Charles Campbell: Breath Portraits
Charles Campbell, Breath Portraits, 2023.

Charles Campbell: Breath Portraits

Wil Aballe, Vancouver, BC

by Nov 13 – Dec 20

In a public interview on the occasion of his 2023 exhibition An Ocean to Livity at the Surrey Art Gallery, Jamaican-born artist Charles Campbell shared with curator Elliott Ramsey how his Breath Portraits began with an earlier work, Maroonscape 3:
Finding Accompong, first exhibited at the Vancouver Art Gallery’s 2021 show Vancouver Special: Disorientations and Echo. Campbell wanted to create a large-scale sculpture that would serve as a gathering place, so he chose to make a tree.
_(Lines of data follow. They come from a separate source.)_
//! Console plumbing shared by the interactive applications.
//!
//! [`Console`] bundles the input, output and error streams so that every
//! application loop can be driven from a real terminal or from in-memory
//! buffers in tests.  [`Styler`] adds crossterm colouring when, and only
//! when, stdout is a terminal.

use std::io::{self, BufRead, IsTerminal, Write};

use crossterm::style::{StyledContent, Stylize};

// ── ColorMode ─────────────────────────────────────────────────────────────────

/// The `color` setting.
#[derive(Debug, Clone, Copy, PartialEq, Eq, Default)]
pub enum ColorMode {
    /// Colour only when stdout is a terminal.
    #[default]
    Auto,
    Always,
    Never,
}

impl ColorMode {
    pub fn parse(s: &str) -> Option<Self> {
        match s.to_ascii_lowercase().as_str() {
            "auto" => Some(ColorMode::Auto),
            "on" | "always" | "yes" | "1" => Some(ColorMode::Always),
            "off" | "never" | "no" | "0" => Some(ColorMode::Never),
            _ => None,
        }
    }
}

// ── Styler ────────────────────────────────────────────────────────────────────

/// Applies ANSI styling to fragments of output, or passes them through.
#[derive(Debug, Clone, Copy, Default)]
pub struct Styler {
    enabled: bool,
}

impl Styler {
    /// A styler that never emits escape sequences.
    pub fn plain() -> Self {
        Styler { enabled: false }
    }

    /// Resolve `mode` against the real stdout.
    pub fn detect(mode: ColorMode) -> Self {
        let enabled = match mode {
            ColorMode::Always => true,
            ColorMode::Never => false,
            ColorMode::Auto => io::stdout().is_terminal(),
        };
        Styler { enabled }
    }

    pub fn is_enabled(&self) -> bool {
        self.enabled
    }

    fn paint(&self, text: &str, f: impl FnOnce(StyledContent<&str>) -> StyledContent<&str>) -> String {
        if self.enabled {
            f(text.stylize()).to_string()
        } else {
            text.to_owned()
        }
    }

    /// A calendar day that has events.
    pub fn event_day(&self, text: &str) -> String {
        self.paint(text, |s| s.yellow().bold())
    }

    /// Today's date in the calendar grid.
    pub fn today(&self, text: &str) -> String {
        self.paint(text, |s| s.reverse())
    }

    /// The `Error:` label.
    pub fn error_label(&self) -> String {
        self.paint("Error:", |s| s.red().bold())
    }
}

// ── Console ───────────────────────────────────────────────────────────────────

/// Input and output streams for one interactive session.
pub struct Console<'a> {
    pub input: &'a mut dyn BufRead,
    pub out: &'a mut dyn Write,
    pub err: &'a mut dyn Write,
    pub styler: Styler,
}

impl<'a> Console<'a> {
    pub fn new(
        input: &'a mut dyn BufRead,
        out: &'a mut dyn Write,
        err: &'a mut dyn Write,
        styler: Styler,
    ) -> Self {
        Console { input, out, err, styler }
    }

    /// Read one line with trailing CR/LF removed.  `None` at end of input.
    pub fn read_line(&mut self) -> io::Result<Option<String>> {
        let mut line = String::new();
        if self.input.read_line(&mut line)? == 0 {
            return Ok(None);
        }
        let trimmed = line.trim_end_matches(['\r', '\n']).len();
        line.truncate(trimmed);
        Ok(Some(line))
    }

    /// Print `text` without a newline, flush, and read the answer.
    pub fn prompt(&mut self, text: &str) -> io::Result<Option<String>> {
        write!(self.out, "{text}")?;
        self.out.flush()?;
        self.read_line()
    }

    /// Write `Error: <message>` to the error stream.
    pub fn error(&mut self, message: impl std::fmt::Display) -> io::Result<()> {
        let label = self.styler.error_label();
        writeln!(self.err, "{label} {message}")
    }
}

// ── Tests ─────────────────────────────────────────────────────────────────────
As for the form that tree would take, he chose the lower portion of the human respiratory system, only to invert it.

“That was really in response to what was happening in the world in 2020,” says Campbell, “and particularly with the murder of George Floyd, the phrase ‘I can’t breathe’ being such a prevalent and important political point that the Black communities worldwide were making. But at the same time I found that phrase was always a constant reminder of the abject state of Blackness. It was this thing that would kind of take my breath away when I would hear it. And I wanted to create this monument to Black breath and community that would stand in the gallery and be a space for people to assemble around.”
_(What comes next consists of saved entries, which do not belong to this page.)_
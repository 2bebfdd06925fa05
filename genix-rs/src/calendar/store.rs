//! Event storage.
//!
//! Events live in `home/user/events.txt` under the project root, one per
//! line as `YYYY-MM-DD|description`.  Order in the file is the order events
//! were added and is preserved on every save.

use std::sync::OnceLock;

use chrono::NaiveDate;
use regex::Regex;
use tracing::{debug, info, warn};

use crate::vfs::{self, Vfs};

use super::date::{DateParts, YearMonth};

pub const EVENTS_PATH: &str = "home/user/events.txt";

/// Longest description kept, in characters.
pub const MAX_DESCRIPTION: usize = 127;

#[derive(Debug, Clone, PartialEq, Eq)]
pub struct Event {
    pub date: NaiveDate,
    pub description: String,
}

impl Event {
    /// Build an event, truncating the description to [`MAX_DESCRIPTION`].
    pub fn new(date: NaiveDate, description: &str) -> Self {
        Event { date, description: clip(description) }
    }
}

fn clip(description: &str) -> String {
    description.chars().take(MAX_DESCRIPTION).collect()
}

fn line_regex() -> Option<&'static Regex> {
    static RE: OnceLock<Option<Regex>> = OnceLock::new();
    RE.get_or_init(|| Regex::new(r"^\s*([+-]?\d+)-([+-]?\d+)-([+-]?\d+)\|(.+)$").ok())
        .as_ref()
}

/// Parse one stored line.
fn parse_line(line: &str) -> Option<Event> {
    let caps = line_regex()?.captures(line)?;
    let year: i32 = caps[1].parse().ok()?;
    let month: u32 = caps[2].parse().ok()?;
    let day: u32 = caps[3].parse().ok()?;
    let date = NaiveDate::from_ymd_opt(year, month, day)?;
    Some(Event::new(date, &caps[4]))
}

// ── EventStore ────────────────────────────────────────────────────────────────

#[derive(Debug, Default, Clone)]
pub struct EventStore {
    events: Vec<Event>,
}

impl EventStore {
    pub fn new() -> Self {
        Self::default()
    }

    /// Parse file contents.  Malformed lines and impossible dates are
    /// skipped.
    pub fn parse(text: &str) -> Self {
        let mut events = Vec::new();
        for (n, line) in text.lines().enumerate() {
            if line.trim().is_empty() {
                continue;
            }
            match parse_line(line) {
                Some(ev) => events.push(ev),
                None => warn!(line = n + 1, "skipping malformed event line"),
            }
        }
        EventStore { events }
    }

    /// Load from the project root.  A missing file is an empty store.
    pub fn load(vfs: &Vfs) -> Self {
        match vfs.read(EVENTS_PATH) {
            Ok(text) => {
                let store = EventStore::parse(&text);
                info!(count = store.len(), "events loaded");
                store
            }
            Err(e) => {
                if !e.is_not_found() {
                    warn!(error = %e, "cannot read events");
                }
                EventStore::new()
            }
        }
    }

    pub fn to_text(&self) -> String {
        self.events
            .iter()
            .map(|ev| format!("{}|{}\n", DateParts::from(ev.date), ev.description))
            .collect()
    }

    pub fn save(&self, vfs: &Vfs) -> vfs::Result<()> {
        vfs.write(EVENTS_PATH, &self.to_text())?;
        debug!(count = self.len(), "events saved");
        Ok(())
    }

    pub fn len(&self) -> usize {
        self.events.len()
    }

    pub fn is_empty(&self) -> bool {
        self.events.is_empty()
    }

    pub fn add(&mut self, event: Event) {
        self.events.push(event);
    }

    /// Storage indices of the events on `date`, in storage order.
    pub fn on(&self, date: NaiveDate) -> Vec<usize> {
        self.events
            .iter()
            .enumerate()
            .filter(|(_, ev)| ev.date == date)
            .map(|(i, _)| i)
            .collect()
    }

    pub fn has_event(&self, date: NaiveDate) -> bool {
        self.events.iter().any(|ev| ev.date == date)
    }

    pub fn in_month(&self, month: YearMonth) -> impl Iterator<Item = &Event> {
        self.events.iter().filter(move |ev| month.contains(ev.date))
    }

    pub fn get(&self, index: usize) -> Option<&Event> {
        self.events.get(index)
    }

    /// Replace the description of the event at `index`.
    pub fn set_description(&mut self, index: usize, description: &str) -> bool {
        match self.events.get_mut(index) {
            Some(ev) => {
                ev.description = clip(description);
                true
            }
            None => false,
        }
    }

    pub fn remove(&mut self, index: usize) -> Option<Event> {
        (index < self.events.len()).then(|| self.events.remove(index))
    }
}

// ── Tests ─────────────────────────────────────────────────────────────────────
The vertically oriented, plank-shaped light boxes that house Campbell’s Breath
Portraits were constructed after the artist had subjected breath samples collected from Black elders present for his parallel
Black Breath Spectacle performance to a spectrograph. The results show not only the colours of the breath but also, as
Ramsey points out, “their rhythms.” Displayed together, these works achieve a choral effect, a gathering like no other.